*** Begin section ***
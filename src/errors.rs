use std::fmt;

use actix_web::{
    error::ResponseError,
    http::{header::ContentType, StatusCode},
    HttpResponse
};
use derive_more::Display;
use serde::Serialize;
use validator::ValidationErrors;

use crate::infrastructure::media::normalizer::ImageError;

#[derive(Debug)]
pub enum AppError {
    ValidationError(Vec<FieldError>),
    NotFound(String),
    Conflict(String),
    InvalidInput(String),
    InternalError(String),
}

impl fmt::Display for AppError {
    fn fmt(&self, f: &mut fmt::Formatter<'_>) -> fmt::Result {
        match self {
            AppError::ValidationError(errors) => {
                let messages = errors.iter()
                    .map(|e| format!("{}:{}", e.field, e.message))
                    .collect::<Vec<_>>()
                    .join(", ");
                write!(f, "validation error: {}", messages)
            }
            AppError::NotFound(msg) => write!(f, "Not found: {}", msg),
            AppError::Conflict(msg) => write!(f, "Conflict: {}", msg),
            AppError::InvalidInput(msg) => write!(f, "Invalid input: {}", msg),
            AppError::InternalError(msg) => write!(f, "Internal server error: {}", msg)
        }
    }
}

impl ResponseError for AppError {
    fn error_response(&self) -> HttpResponse {
        let body = match self {
            AppError::ValidationError(errors) => {
                serde_json::json!({
                    "error": "Validation failed",
                    "details": errors
                })
            }
            _ => {
                serde_json::json!({"error": self.to_string()})
            }
        };
        HttpResponse::build(self.status_code())
            .insert_header(ContentType::json())
            .json(body)
    }

    fn status_code(&self) -> StatusCode {
        match self {
            AppError::ValidationError(_) => StatusCode::BAD_REQUEST,
            AppError::NotFound(_) => StatusCode::NOT_FOUND,
            AppError::Conflict(_) => StatusCode::CONFLICT,
            AppError::InvalidInput(_) => StatusCode::BAD_REQUEST,
            AppError::InternalError(_) => StatusCode::INTERNAL_SERVER_ERROR,
        }
    }
}

impl From<ValidationErrors> for AppError {
    fn from(errors: ValidationErrors) -> Self {
        let field_errors = errors
            .field_errors()
            .iter()
            .flat_map(|(field, errors)| {
                errors.iter().map(|e| FieldError {
                    field: field.to_string(),
                    message: e
                        .message
                        .as_ref()
                        .map(|s| s.to_string())
                        .unwrap_or_else(|| "Invalid value".to_string()),
                })
            })
            .collect();

        AppError::ValidationError(field_errors)
    }
}

impl From<anyhow::Error> for AppError {
    fn from(err: anyhow::Error) -> Self {
        AppError::InternalError(err.to_string())
    }
}

impl From<ImageError> for AppError {
    fn from(err: ImageError) -> Self {
        match err {
            ImageError::Encode(msg) => AppError::InternalError(format!("Image encoding failed: {}", msg)),
            other => AppError::InvalidInput(other.to_string()),
        }
    }
}

#[derive(Debug, Display)]
pub enum GateError {
    #[display("Wrong credentials")]
    WrongCredentials,

    #[display("Missing credentials")]
    MissingCredentials,

    #[display("Missing session token")]
    MissingToken,

    #[display("Invalid or expired session")]
    InvalidSession,

    #[display("Too many failed login attempts")]
    TooManyAttempts,
}

impl ResponseError for GateError {
    fn error_response(&self) -> HttpResponse {
        let error_message = match self {
            GateError::TooManyAttempts => {
                "Too many failed login attempts, try again later".to_string()
            }
            _ => self.to_string(),
        };
        HttpResponse::build(self.status_code())
            .json(serde_json::json!({"error": error_message}))
    }

    fn status_code(&self) -> StatusCode {
        match *self {
            GateError::WrongCredentials => StatusCode::UNAUTHORIZED,
            GateError::MissingCredentials => StatusCode::BAD_REQUEST,
            GateError::MissingToken => StatusCode::UNAUTHORIZED,
            GateError::InvalidSession => StatusCode::UNAUTHORIZED,
            GateError::TooManyAttempts => StatusCode::TOO_MANY_REQUESTS,
        }
    }
}

impl From<ValidationErrors> for GateError {
    fn from(_: ValidationErrors) -> Self {
        GateError::MissingCredentials
    }
}

#[derive(Debug, Serialize)]
pub struct FieldError {
    pub field: String,
    pub message: String,
}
*** End section ***
Please return every line of the records that contains the word "messages".

FINAL ANSWER -
                let messages = errors.iter()
                write!(f, "validation error: {}", messages)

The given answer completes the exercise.